--- Data excerpts Enclosed Below ---

// SPDX-License-Identifier: PMPL-1.0-or-later

//! Manual-Finder: bilingual manufacturer manual catalog browser.
//!
//! Loads a static list of manufacturer/manual records once, filters it by
//! free-text keyword, category and quick-select brand, and renders the
//! matches as cards in Japanese or English.
//!
//! PIPELINE:
//! 1. **Loader**: one-shot background fetch of the JSON record array.
//! 2. **Store**: the immutable record set plus the derived filtered subset.
//! 3. **Filter**: keyword substring AND exact category, order preserving.
//! 4. **Render**: card models and the results view, for any backend.
//!
//! [`app::App`] owns all of it and is the only mutator.

pub mod app;
pub mod config;
pub mod filter;
pub mod i18n;
pub mod loader;
pub mod render;
pub mod store;
pub mod types;
// SPDX-License-Identifier: PMPL-1.0-or-later

//! HTML materialization of a results view.
//!
//! All record text is escaped. External links carry
//! `target="_blank" rel="noopener noreferrer"`; hrefs with a scheme other
//! than `http`, `https` or `mailto` are emitted as plain text instead of an
//! anchor.

use crate::i18n::{t, Lang};
use crate::render::{CardModel, LinkModel, ResultsView};
use chrono::Utc;

pub fn html_escape(text: &str) -> String {
    let mut out = String::with_capacity(text.len());
    for c in text.chars() {
        match c {
            '&' => out.push_str("&amp;"),
            '<' => out.push_str("&lt;"),
            '>' => out.push_str("&gt;"),
            '"' => out.push_str("&quot;"),
            '\'' => out.push_str("&#39;"),
            _ => out.push(c),
        }
    }
    out
}

/// Whether `href` may be emitted as a navigable link.
pub fn is_safe_href(href: &str) -> bool {
    let lower = href.trim_start().to_ascii_lowercase();
    ["http://", "https://", "mailto:"]
        .iter()
        .any(|scheme| lower.starts_with(scheme))
}

/// The results container, count and both empty-state messages.
pub fn to_html_fragment(view: &ResultsView) -> String {
    let mut html = String::new();
    html.push_str(&format!(
        "<span id=\"resultCount\">{}</span>\n",
        html_escape(&view.count)
    ));
    for state in &view.empty_states {
        html.push_str(&format!(
            "<p class=\"empty-message\" data-i18n=\"{}\"{}>{}</p>\n",
            state.lang.code(),
            if state.hidden { " hidden" } else { "" },
            html_escape(&state.text)
        ));
    }

    html.push_str("<div id=\"results\">\n");
    if let Some(message) = view.load_error() {
        html.push_str(&format!(
            "<div class=\"empty-message\">{}</div>\n",
            html_escape(message)
        ));
    }
    for card in view.cards() {
        html.push_str(&card_html(card));
    }
    html.push_str("</div>\n");
    html
}

/// A standalone page around [`to_html_fragment`].
pub fn to_html_document(view: &ResultsView, lang: Lang) -> String {
    format!(
        "<!DOCTYPE html>\n<html lang=\"{lang}\">\n<head>\n<meta charset=\"utf-8\">\n<title>{title}</title>\n</head>\n<body>\n<!-- generated {generated} -->\n<h1>{title}</h1>\n{body}</body>\n</html>\n",
        lang = lang.code(),
        title = html_escape(t(lang, "app.title")),
        generated = Utc::now().to_rfc3339(),
        body = to_html_fragment(view),
    )
}

fn card_html(card: &CardModel) -> String {
    let mut html = String::from("<article class=\"card\">\n<div class=\"card-header\">\n");
    html.push_str(&format!(
        "<div class=\"card-brand\">{}</div>\n<div class=\"card-meta\">\n",
        html_escape(&card.heading)
    ));
    html.push_str(&format!(
        "<div class=\"card-category\">{}</div>\n",
        html_escape(&card.category)
    ));
    if let Some(country) = &card.country {
        html.push_str(&format!(
            "<div class=\"card-country\">{}</div>\n",
            html_escape(country)
        ));
    }
    html.push_str(&format!(
        "<div class=\"tag-official\">{}</div>\n</div>\n</div>\n",
        html_escape(&card.badge)
    ));
    if let Some(note) = &card.note {
        html.push_str(&format!("<p class=\"card-note\">{}</p>\n", html_escape(note)));
    }
    html.push_str("<div class=\"card-links\">");
    for link in &card.links {
        html.push_str(&link_html(link));
    }
    html.push_str("</div>\n</article>\n");
    html
}

fn link_html(link: &LinkModel) -> String {
    if !is_safe_href(&link.href) {
        return format!("<span>{}</span>", html_escape(&link.label));
    }
    let target = if link.new_context { " target=\"_blank\"" } else { "" };
    format!(
        "<a href=\"{}\"{} rel=\"{}\">{}</a>",
        html_escape(&link.href),
        target,
        html_escape(&link.rel),
        html_escape(&link.label)
    )
}

#[cfg(test)]
mod tests {
    use super::*;
    use crate::render::render;
    use crate::types::Record;

    fn view_for(record: Record, lang: Lang) -> ResultsView {
        let records = vec![record];
        let mut view = ResultsView::new();
        render(&mut view, records.iter(), lang);
        view
    }

    #[test]
    fn escapes_markup() {
        assert_eq!(html_escape("<b>\"A&B\"</b>"), "&lt;b&gt;&quot;A&amp;B&quot;&lt;/b&gt;");
    }

    #[test]
    fn links_open_isolated() {
        let view = view_for(
            Record {
                brand: Some("Acme".into()),
                manual_url: Some("https://acme.example/m?a=1&b=2".into()),
                ..Record::default()
            },
            Lang::En,
        );
        let html = to_html_fragment(&view);
        assert!(html.contains(
            "<a href=\"https://acme.example/m?a=1&amp;b=2\" target=\"_blank\" rel=\"noopener noreferrer\">Manuals</a>"
        ));
    }

    #[test]
    fn script_hrefs_are_not_anchors() {
        let view = view_for(
            Record {
                brand: Some("Evil".into()),
                support_url: Some("javascript:alert(1)".into()),
                ..Record::default()
            },
            Lang::En,
        );
        let html = to_html_fragment(&view);
        assert!(!html.contains("javascript:"));
        assert!(html.contains("<span>Support</span>"));
    }

    #[test]
    fn record_text_is_escaped() {
        let view = view_for(
            Record {
                brand: Some("<script>x</script>".into()),
                note: Some("a < b".into()),
                ..Record::default()
            },
            Lang::Ja,
        );
        let html = to_html_fragment(&view);
        assert!(!html.contains("<script>"));
        assert!(html.contains("<p class=\"card-note\">a &lt; b</p>"));
    }

    #[test]
    fn empty_state_marks_other_locale_hidden() {
        let mut view = ResultsView::new();
        render(&mut view, std::iter::empty(), Lang::Ja);
        let html = to_html_fragment(&view);
        assert!(html.contains("data-i18n=\"ja\">"));
        assert!(html.contains("data-i18n=\"en\" hidden>"));
    }
}
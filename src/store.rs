// SPDX-License-Identifier: PMPL-1.0-or-later

//! Catalog store: the full record set and the current filtered subset.
//!
//! The record set is populated at most once and is read-only afterwards.
//! The filtered subset is only ever produced by [`CatalogStore::refilter`].

use crate::filter;
use crate::types::{Query, Record};
use thiserror::Error;
use tracing::debug;

#[derive(Debug, Error, PartialEq, Eq)]
#[error("catalog already loaded with {0} records")]
pub struct AlreadyLoaded(pub usize);

#[derive(Debug, Default)]
pub struct CatalogStore {
    records: Vec<Record>,
    loaded: bool,
    filtered: Vec<usize>,
}

impl CatalogStore {
    pub fn new() -> Self {
        Self::default()
    }

    /// Install the loaded record set. The filtered subset is left empty
    /// until the next [`refilter`](Self::refilter).
    pub fn populate(&mut self, records: Vec<Record>) -> Result<(), AlreadyLoaded> {
        if self.loaded {
            return Err(AlreadyLoaded(self.records.len()));
        }
        self.records = records;
        self.loaded = true;
        Ok(())
    }

    pub fn is_loaded(&self) -> bool {
        self.loaded
    }

    pub fn records(&self) -> &[Record] {
        &self.records
    }

    /// Recompute the filtered subset for `query`.
    pub fn refilter(&mut self, query: &Query) {
        self.filtered = filter::filter_indices(&self.records, query);
        debug!(
            keyword = %query.keyword,
            category = %query.category,
            matched = self.filtered.len(),
            total = self.records.len(),
            "filter pass"
        );
    }

    /// Positions of the filtered records within [`records`](Self::records).
    pub fn filtered_indices(&self) -> &[usize] {
        &self.filtered
    }

    pub fn filtered(&self) -> impl ExactSizeIterator<Item = &Record> + '_ {
        self.filtered.iter().map(move |&idx| &self.records[idx])
    }

    /// Distinct non-empty categories in first-seen order.
    pub fn categories(&self) -> Vec<String> {
        let mut seen: Vec<String> = Vec::new();
        for category in self.records.iter().filter_map(|r| r.category.as_deref()) {
            if !category.is_empty() && !seen.iter().any(|c| c == category) {
                seen.push(category.to_string());
            }
        }
        seen
    }
}
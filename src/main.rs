// SPDX-License-Identifier: PMPL-1.0-or-later

//! manual-finder: bilingual manufacturer manual catalog browser
//!
//! Loads the manual catalog once and lets the user narrow it down by keyword,
//! category and quick-select brand, in Japanese or English, from a terminal
//! browser, a native window, or a one-shot headless search.

use anyhow::{anyhow, Context, Result};
use clap::{Parser, Subcommand};
use manual_finder::app::{App, LoadStatus};
use manual_finder::config::Config;
use manual_finder::i18n::{self, Lang};
use manual_finder::loader;
use manual_finder::render::gui::CatalogGui;
use manual_finder::render::text::ViewFormatter;
use manual_finder::render::tui::CatalogTui;
use manual_finder::render::ViewOutputFormat;
use std::path::PathBuf;
use tracing_subscriber::EnvFilter;

#[derive(Parser)]
#[command(name = "manual-finder")]
#[command(version)]
#[command(about = "Bilingual manufacturer manual catalog browser")]
#[command(long_about = None)]
struct Cli {
    /// Config file (defaults to ./manual-finder.yaml when present)
    #[arg(long, global = true, value_name = "FILE")]
    config: Option<PathBuf>,

    /// Catalog location: a JSON file path or an http(s) URL
    #[arg(long, global = true, value_name = "PATH|URL")]
    data: Option<String>,

    /// Display language (defaults to the system language preference)
    #[arg(long, global = true, value_enum)]
    lang: Option<LangArg>,

    /// Verbose logging to stderr
    #[arg(short, long, global = true)]
    verbose: bool,

    #[command(subcommand)]
    command: Commands,
}

#[derive(Subcommand)]
enum Commands {
    /// Browse the catalog interactively in the terminal
    Browse,

    /// Browse the catalog in a native window
    Gui,

    /// Filter once and print or export the rendered results
    Search {
        /// Free-text keyword
        #[arg(short, long)]
        keyword: Option<String>,

        /// Exact category
        #[arg(short, long)]
        category: Option<String>,

        /// Quick-select brand (takes precedence over --keyword)
        #[arg(short, long)]
        brand: Option<String>,

        /// Output format (defaults to the --output extension, else text)
        #[arg(short, long, value_enum)]
        format: Option<ViewOutputFormat>,

        /// Write results to a file instead of stdout
        #[arg(short, long)]
        output: Option<PathBuf>,
    },
}

#[derive(Debug, Clone, Copy, clap::ValueEnum)]
enum LangArg {
    Ja,
    En,
}

impl From<LangArg> for Lang {
    fn from(arg: LangArg) -> Self {
        match arg {
            LangArg::Ja => Lang::Ja,
            LangArg::En => Lang::En,
        }
    }
}

fn init_tracing(verbose: bool) {
    let default_directive = if verbose {
        "manual_finder=debug"
    } else {
        "warn"
    };
    let filter = EnvFilter::try_from_default_env()
        .unwrap_or_else(|_| EnvFilter::new(default_directive));
    tracing_subscriber::fmt()
        .with_env_filter(filter)
        .with_writer(std::io::stderr)
        .init();
}

fn main() -> Result<()> {
    let cli = Cli::parse();
    init_tracing(cli.verbose);

    let mut config = Config::discover(cli.config.as_deref())?;
    if let Some(data) = cli.data {
        config.data = Some(data);
    }
    let preference = i18n::system_language_preference();
    let lang = cli
        .lang
        .map(Lang::from)
        .unwrap_or_else(|| config.initial_lang(preference.as_deref()));

    let mut app = App::from_config(&config, lang);
    let mut pending = loader::spawn_load(loader::source_for(config.data_location()));

    match cli.command {
        Commands::Browse => {
            CatalogTui::run(&mut app, &mut pending)?;
        }

        Commands::Gui => {
            CatalogGui::run(app, pending)?;
        }

        Commands::Search {
            keyword,
            category,
            brand,
            format,
            output,
        } => {
            let format = ViewOutputFormat::resolve(format, output.as_deref());
            app.complete_load(pending.wait());

            if app.status() == LoadStatus::Loaded {
                app.set_query(
                    keyword.as_deref().unwrap_or(""),
                    category.as_deref().unwrap_or(""),
                );
                if let Some(brand) = brand.as_deref() {
                    app.select_brand(brand);
                }
            }

            if let Some(mut output_path) = output {
                if output_path.extension().is_none() {
                    output_path.set_extension(format.extension());
                }
                let content = format.serialize(app.view(), app.locale())?;
                std::fs::write(&output_path, content)
                    .with_context(|| format!("writing {}", output_path.display()))?;
                println!("Results saved to: {}", output_path.display());
            } else if format == ViewOutputFormat::Text {
                ViewFormatter::new().print(app.view(), app.locale());
            } else {
                print!("{}", format.serialize(app.view(), app.locale())?);
            }

            if app.status() == LoadStatus::Failed {
                return Err(anyhow!(
                    "catalog could not be loaded from {}",
                    config.data_location()
                ));
            }
        }
    }

    Ok(())
}
// SPDX-License-Identifier: PMPL-1.0-or-later

//! Filter engine: reduces the full record set to the filtered subset.
//!
//! Two conjunctive predicates, a case-insensitive keyword substring match
//! against [`Record::searchable_identity`] and an exact category match.
//! Empty predicates match everything. The result keeps the original record
//! order.

use crate::types::{Query, Record};

/// Resolve the keyword for a filter pass.
///
/// A non-empty explicit keyword (the quick-brand path) wins over the live
/// search input; otherwise the input is trimmed. The result is case-folded.
pub fn resolve_keyword(explicit: Option<&str>, input: &str) -> String {
    match explicit {
        Some(keyword) if !keyword.is_empty() => keyword.to_lowercase(),
        _ => input.trim().to_lowercase(),
    }
}

/// Whether `record` passes both predicates of `query`.
///
/// `query.keyword` must already be case-folded, as [`Query::new`] does.
pub fn matches(record: &Record, query: &Query) -> bool {
    if !query.keyword.is_empty() && !record.searchable_identity().contains(&query.keyword) {
        return false;
    }
    query.category.is_empty() || record.category_or_empty() == query.category
}

/// Indices of the records passing `query`, in ascending order.
pub fn filter_indices(records: &[Record], query: &Query) -> Vec<usize> {
    records
        .iter()
        .enumerate()
        .filter(|(_, record)| matches(record, query))
        .map(|(idx, _)| idx)
        .collect()
}

/// Records passing `keyword` and `category`, in original order.
pub fn filter<'a>(records: &'a [Record], keyword: &str, category: &str) -> Vec<&'a Record> {
    let query = Query::new(keyword, category);
    records.iter().filter(|record| matches(record, &query)).collect()
}
// SPDX-License-Identifier: PMPL-1.0-or-later

//! Locale switch: the active locale plus every locale-tagged UI fragment.
//!
//! Static text exists once per locale, each copy tagged with its locale code.
//! Switching locale shows the copies whose tag matches and hides the rest,
//! then marks the matching control as selected.

use super::catalog::{t, Lang};
use serde::Serialize;
use tracing::{debug, warn};

/// Catalog keys materialized as locale-tagged static text.
pub const STATIC_TEXT_KEYS: &[&str] = &[
    "app.title",
    "app.subtitle",
    "search.label",
    "search.placeholder",
    "category.label",
    "quick.label",
    "results.count",
    "lang.label",
];

/// One piece of static text carrying a locale tag.
#[derive(Debug, Clone, PartialEq, Eq, Serialize)]
pub struct LocaleNode {
    pub key: String,
    pub tag: String,
    pub text: String,
    pub visible: bool,
}

/// A locale-switch control.
#[derive(Debug, Clone, PartialEq, Eq, Serialize)]
pub struct LocaleControl {
    pub lang: Lang,
    pub label: &'static str,
    pub selected: bool,
}

#[derive(Debug, Clone)]
pub struct LocaleSwitch {
    current: Lang,
    nodes: Vec<LocaleNode>,
    controls: Vec<LocaleControl>,
}

impl LocaleSwitch {
    /// Build the switch with one node per static key and locale, then apply
    /// `initial`.
    pub fn new(initial: Lang) -> Self {
        let nodes = STATIC_TEXT_KEYS
            .iter()
            .flat_map(|key| {
                Lang::all().iter().map(move |lang| LocaleNode {
                    key: key.to_string(),
                    tag: lang.code().to_string(),
                    text: t(*lang, key).to_string(),
                    visible: true,
                })
            })
            .collect();
        let controls = Lang::all()
            .iter()
            .map(|lang| LocaleControl {
                lang: *lang,
                label: lang.native_name(),
                selected: false,
            })
            .collect();

        let mut switch = Self {
            current: initial,
            nodes,
            controls,
        };
        switch.apply(initial);
        switch
    }

    pub fn current(&self) -> Lang {
        self.current
    }

    /// Make `lang` current, show its tagged nodes, hide the others and mark
    /// its control selected.
    pub fn apply(&mut self, lang: Lang) {
        self.current = lang;
        let tag = lang.code();
        for node in &mut self.nodes {
            node.visible = node.tag == tag;
        }
        for control in &mut self.controls {
            control.selected = control.lang == lang;
        }
        debug!(locale = tag, "locale applied");
    }

    /// Apply a raw locale tag as carried by a control.
    ///
    /// Tags that name no supported locale match no node: nothing is hidden
    /// and the current locale stays. Returns the applied locale.
    pub fn set_locale_tag(&mut self, tag: &str) -> Option<Lang> {
        match Lang::from_code(tag) {
            Some(lang) => {
                self.apply(lang);
                Some(lang)
            }
            None => {
                warn!(tag, "ignoring unsupported locale tag");
                None
            }
        }
    }

    pub fn nodes(&self) -> &[LocaleNode] {
        &self.nodes
    }

    pub fn controls(&self) -> &[LocaleControl] {
        &self.controls
    }

    /// Text of the visible node for `key`, or `""` when none is visible.
    pub fn text(&self, key: &str) -> &str {
        self.nodes
            .iter()
            .find(|node| node.visible && node.key == key)
            .map(|node| node.text.as_str())
            .unwrap_or("")
    }
}

impl Default for LocaleSwitch {
    fn default() -> Self {
        Self::new(Lang::default())
    }
}
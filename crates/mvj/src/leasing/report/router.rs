use std::sync::Arc;

use axum::{
    extract::{Path, Query, State},
    http::{header, StatusCode, Uri},
    response::{IntoResponse, Response},
    routing::get,
    Json, Router,
};
use serde::Deserialize;

use crate::auth::{Action, Principal};
use crate::http::{ApiError, Pagination};
use crate::leasing::invoice::InvoiceRepository;
use crate::leasing::repository::LeasingRepository;

use super::service::ReportService;

type SharedService<R> = State<Arc<ReportService<R>>>;

pub fn report_router<R>(service: Arc<ReportService<R>>) -> Router
where
    R: LeasingRepository + InvoiceRepository + 'static,
{
    Router::new()
        .route("/api/v1/reports/", get(list_reports::<R>))
        .route("/api/v1/reports/:slug/", get(run_report::<R>))
        .with_state(service)
}

async fn list_reports<R>(
    State(service): SharedService<R>,
    principal: Principal,
    pagination: Pagination,
) -> Result<Response, ApiError>
where
    R: LeasingRepository + InvoiceRepository + 'static,
{
    principal.require_user()?;
    let page = pagination.paginate(service.list())?;
    Ok(Json(page).into_response())
}

#[derive(Debug, Default, Deserialize)]
struct FormatQuery {
    format: Option<String>,
}

async fn run_report<R>(
    State(service): SharedService<R>,
    principal: Principal,
    Path(slug): Path<String>,
    Query(query): Query<FormatQuery>,
    uri: Uri,
) -> Result<Response, ApiError>
where
    R: LeasingRepository + InvoiceRepository + 'static,
{
    let report = service.report(&slug)?;
    principal.require_model_perm("leasing", Action::View, report.permission())?;
    let output = service.run(&slug, &uri)?;

    match query.format.as_deref() {
        Some("csv") => {
            let body = output.to_csv()?;
            let disposition = format!("attachment; filename=\"{slug}.csv\"");
            Ok((
                StatusCode::OK,
                [
                    (header::CONTENT_TYPE, "text/csv; charset=utf-8".to_string()),
                    (header::CONTENT_DISPOSITION, disposition),
                ],
                body,
            )
                .into_response())
        }
        None | Some("json") => Ok(Json(output).into_response()),
        Some(other) => Err(ApiError::bad_request(format!(
            "unsupported report format '{other}'"
        ))),
    }
}
impl NestedRecord for LeaseAreaAddress {
    type Input = LeaseAreaAddressInput;

    fn record_id(&self) -> u64 {
        self.id.0
    }

    fn input_id(input: &Self::Input) -> Option<u64> {
        input.id.map(|id| id.0)
    }

    fn create(id: u64, input: Self::Input, _ids: &dyn IdSource) -> Result<Self, NestedError> {
        Ok(Self {
            id: LeaseAreaAddressId(id),
            address: input.address,
            postal_code: input.postal_code,
            city: input.city,
            is_primary: input.is_primary,
        })
    }

    fn apply(&mut self, input: Self::Input, ids: &dyn IdSource) -> Result<(), NestedError> {
        *self = Self::create(self.id.0, input, ids)?;
        Ok(())
    }
}

#[derive(Debug, Clone, PartialEq, Eq, Serialize, Deserialize)]
pub struct Plot {
    pub id: PlotId,
    pub identifier: String,
    pub area: u32,
    pub section_area: Option<u32>,
    #[serde(rename = "type")]
    pub plot_type: PlotType,
    pub registration_date: Option<NaiveDate>,
    pub repeal_date: Option<NaiveDate>,
    pub in_contract: bool,
}

#[derive(Debug, Clone, PartialEq, Eq, Deserialize)]
pub struct PlotInput {
    #[serde(default)]
    pub id: Option<PlotId>,
    pub identifier: String,
    pub area: u32,
    #[serde(default)]
    pub section_area: Option<u32>,
    #[serde(rename = "type")]
    pub plot_type: PlotType,
    #[serde(default)]
    pub registration_date: Option<NaiveDate>,
    #[serde(default)]
    pub repeal_date: Option<NaiveDate>,
    #[serde(default)]
    pub in_contract: bool,
}

impl NestedRecord for Plot {
    type Input = PlotInput;

    fn record_id(&self) -> u64 {
        self.id.0
    }

    fn input_id(input: &Self::Input) -> Option<u64> {
        input.id.map(|id| id.0)
    }

    fn create(id: u64, input: Self::Input, _ids: &dyn IdSource) -> Result<Self, NestedError> {
        Ok(Self {
            id: PlotId(id),
            identifier: input.identifier,
            area: input.area,
            section_area: input.section_area,
            plot_type: input.plot_type,
            registration_date: input.registration_date,
            repeal_date: input.repeal_date,
            in_contract: input.in_contract,
        })
    }

    fn apply(&mut self, input: Self::Input, ids: &dyn IdSource) -> Result<(), NestedError> {
        *self = Self::create(self.id.0, input, ids)?;
        Ok(())
    }
}

/// Detailed-plan unit. Plot search targets hold non-master duplicates of master units.
#[derive(Debug, Clone, PartialEq, Eq, Serialize, Deserialize)]
pub struct PlanUnit {
    pub id: PlanUnitId,
    pub identifier: String,
    pub area: u32,
    pub section_area: Option<u32>,
    pub in_contract: bool,
    pub is_master: bool,
    pub master_timestamp: Option<DateTime<Utc>>,
    pub plot_division_identifier: Option<String>,
    pub plot_division_date_of_approval: Option<NaiveDate>,
    pub plot_division_effective_date: Option<NaiveDate>,
    pub plot_division_state: Option<String>,
    pub detailed_plan_identifier: Option<String>,
    pub detailed_plan_latest_processing_date: Option<NaiveDate>,
    pub detailed_plan_latest_processing_date_note: Option<String>,
    pub plan_unit_type: Option<String>,
    pub plan_unit_state: Option<String>,
    pub plan_unit_intended_use: Option<String>,
    pub plan_unit_status: PlanUnitStatus,
    pub modified_at: DateTime<Utc>,
}

impl PlanUnit {
    /// Non-master copy stamped with the master's modification time.
    pub fn duplicate(&self, id: PlanUnitId) -> PlanUnit {
        PlanUnit {
            id,
            is_master: false,
            master_timestamp: Some(self.modified_at),
            modified_at: Utc::now(),
            ..self.clone()
        }
    }
}

#[derive(Debug, Clone, PartialEq, Eq, Deserialize)]
pub struct PlanUnitInput {
    #[serde(default)]
    pub id: Option<PlanUnitId>,
    pub identifier: String,
    pub area: u32,
    #[serde(default)]
    pub section_area: Option<u32>,
    #[serde(default)]
    pub in_contract: bool,
    #[serde(default)]
    pub is_master: bool,
    #[serde(default)]
    pub plot_division_identifier: Option<String>,
    #[serde(default)]
    pub plot_division_date_of_approval: Option<NaiveDate>,
    #[serde(default)]
    pub plot_division_effective_date: Option<NaiveDate>,
    #[serde(default)]
    pub plot_division_state: Option<String>,
    #[serde(default)]
    pub detailed_plan_identifier: Option<String>,
    #[serde(default)]
    pub detailed_plan_latest_processing_date: Option<NaiveDate>,
    #[serde(default)]
    pub detailed_plan_latest_processing_date_note: Option<String>,
    #[serde(default)]
    pub plan_unit_type: Option<String>,
    #[serde(default)]
    pub plan_unit_state: Option<String>,
    #[serde(default)]
    pub plan_unit_intended_use: Option<String>,
    #[serde(default)]
    pub plan_unit_status: PlanUnitStatus,
}

impl NestedRecord for PlanUnit {
    type Input = PlanUnitInput;

    fn record_id(&self) -> u64 {
        self.id.0
    }

    fn input_id(input: &Self::Input) -> Option<u64> {
        input.id.map(|id| id.0)
    }

    fn create(id: u64, input: Self::Input, _ids: &dyn IdSource) -> Result<Self, NestedError> {
        Ok(Self {
            id: PlanUnitId(id),
            identifier: input.identifier,
            area: input.area,
            section_area: input.section_area,
            in_contract: input.in_contract,
            is_master: input.is_master,
            master_timestamp: None,
            plot_division_identifier: input.plot_division_identifier,
            plot_division_date_of_approval: input.plot_division_date_of_approval,
            plot_division_effective_date: input.plot_division_effective_date,
            plot_division_state: input.plot_division_state,
            detailed_plan_identifier: input.detailed_plan_identifier,
            detailed_plan_latest_processing_date: input.detailed_plan_latest_processing_date,
            detailed_plan_latest_processing_date_note: input
                .detailed_plan_latest_processing_date_note,
            plan_unit_type: input.plan_unit_type,
            plan_unit_state: input.plan_unit_state,
            plan_unit_intended_use: input.plan_unit_intended_use,
            plan_unit_status: input.plan_unit_status,
            modified_at: Utc::now(),
        })
    }

    fn apply(&mut self, input: Self::Input, ids: &dyn IdSource) -> Result<(), NestedError> {
        let master_timestamp = self.master_timestamp;
        *self = Self::create(self.id.0, input, ids)?;
        self.master_timestamp = master_timestamp;
        Ok(())
    }
}

#[derive(Debug, Clone, PartialEq, Eq, Serialize, Deserialize)]
pub struct ConstructabilityDescription {
    pub id: ConstructabilityDescriptionId,
    #[serde(rename = "type")]
    pub description_type: ConstructabilityType,
    pub user: Option<UserId>,
    pub text: String,
    pub ahjo_reference_number: Option<String>,
    pub is_static: bool,
    pub modified_at: DateTime<Utc>,
}

#[derive(Debug, Clone, PartialEq, Eq, Deserialize)]
pub struct ConstructabilityDescriptionInput {
    #[serde(default)]
    pub id: Option<ConstructabilityDescriptionId>,
    #[serde(rename = "type")]
    pub description_type: ConstructabilityType,
    /// Filled with the requesting user on creation.
    #[serde(default)]
    pub user: Option<UserId>,
    pub text: String,
    #[serde(default)]
    pub ahjo_reference_number: Option<String>,
    #[serde(default)]
    pub is_static: bool,
}

impl NestedRecord for ConstructabilityDescription {
    type Input = ConstructabilityDescriptionInput;

    fn record_id(&self) -> u64 {
        self.id.0
    }

    fn input_id(input: &Self::Input) -> Option<u64> {
        input.id.map(|id| id.0)
    }

    fn create(id: u64, input: Self::Input, _ids: &dyn IdSource) -> Result<Self, NestedError> {
        Ok(Self {
            id: ConstructabilityDescriptionId(id),
            description_type: input.description_type,
            user: input.user,
            text: input.text,
            ahjo_reference_number: input.ahjo_reference_number,
            is_static: input.is_static,
            modified_at: Utc::now(),
        })
    }

    fn apply(&mut self, input: Self::Input, _ids: &dyn IdSource) -> Result<(), NestedError> {
        self.description_type = input.description_type;
        self.text = input.text;
        self.ahjo_reference_number = input.ahjo_reference_number;
        self.is_static = input.is_static;
        self.modified_at = Utc::now();
        Ok(())
    }
}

--- End of Enclosed Data excerpts ---

- Exercise prompt
Nothing but a number should be given: the count of lines in the entries that contain the word "selected".

- Answer space
5